| WHAT THIS TASK INVOLVES |
Scan the records below. Report the number of lines containing the word "operation", and nothing more.

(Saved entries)
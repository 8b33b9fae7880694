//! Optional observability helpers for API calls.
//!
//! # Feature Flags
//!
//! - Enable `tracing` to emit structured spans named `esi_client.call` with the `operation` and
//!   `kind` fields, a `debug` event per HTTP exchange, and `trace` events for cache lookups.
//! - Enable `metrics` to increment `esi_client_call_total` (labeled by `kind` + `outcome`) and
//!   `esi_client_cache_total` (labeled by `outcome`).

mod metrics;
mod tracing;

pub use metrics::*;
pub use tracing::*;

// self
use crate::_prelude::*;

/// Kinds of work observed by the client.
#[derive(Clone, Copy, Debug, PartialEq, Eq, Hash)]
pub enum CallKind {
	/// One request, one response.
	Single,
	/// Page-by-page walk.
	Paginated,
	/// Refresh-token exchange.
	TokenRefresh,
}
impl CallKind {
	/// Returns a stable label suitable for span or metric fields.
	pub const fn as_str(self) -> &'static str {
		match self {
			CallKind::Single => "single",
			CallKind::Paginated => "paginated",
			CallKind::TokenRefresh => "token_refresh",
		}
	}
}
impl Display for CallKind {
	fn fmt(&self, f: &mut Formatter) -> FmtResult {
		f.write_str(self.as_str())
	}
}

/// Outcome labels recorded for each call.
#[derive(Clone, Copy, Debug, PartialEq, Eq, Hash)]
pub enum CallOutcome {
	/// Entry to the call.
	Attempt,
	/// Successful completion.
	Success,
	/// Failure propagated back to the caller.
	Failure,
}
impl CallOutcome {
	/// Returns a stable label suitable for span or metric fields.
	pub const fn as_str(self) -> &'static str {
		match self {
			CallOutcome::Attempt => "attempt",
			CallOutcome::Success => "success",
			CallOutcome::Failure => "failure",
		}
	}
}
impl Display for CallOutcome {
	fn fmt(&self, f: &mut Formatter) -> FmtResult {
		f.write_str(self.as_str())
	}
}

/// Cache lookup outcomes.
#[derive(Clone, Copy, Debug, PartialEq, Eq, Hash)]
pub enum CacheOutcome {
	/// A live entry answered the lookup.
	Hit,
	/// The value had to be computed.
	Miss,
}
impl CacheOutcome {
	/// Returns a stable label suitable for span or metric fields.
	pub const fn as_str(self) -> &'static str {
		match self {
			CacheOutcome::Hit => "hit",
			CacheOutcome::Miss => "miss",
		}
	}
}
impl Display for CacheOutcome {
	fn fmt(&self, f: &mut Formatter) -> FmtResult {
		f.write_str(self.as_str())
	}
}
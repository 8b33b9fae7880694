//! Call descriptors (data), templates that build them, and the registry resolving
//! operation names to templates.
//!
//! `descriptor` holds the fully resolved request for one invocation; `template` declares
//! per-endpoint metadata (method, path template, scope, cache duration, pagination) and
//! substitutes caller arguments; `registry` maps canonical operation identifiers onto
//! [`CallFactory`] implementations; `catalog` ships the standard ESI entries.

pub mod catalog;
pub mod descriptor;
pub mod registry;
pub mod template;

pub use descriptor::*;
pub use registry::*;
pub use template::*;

| FINISHED TASK |
3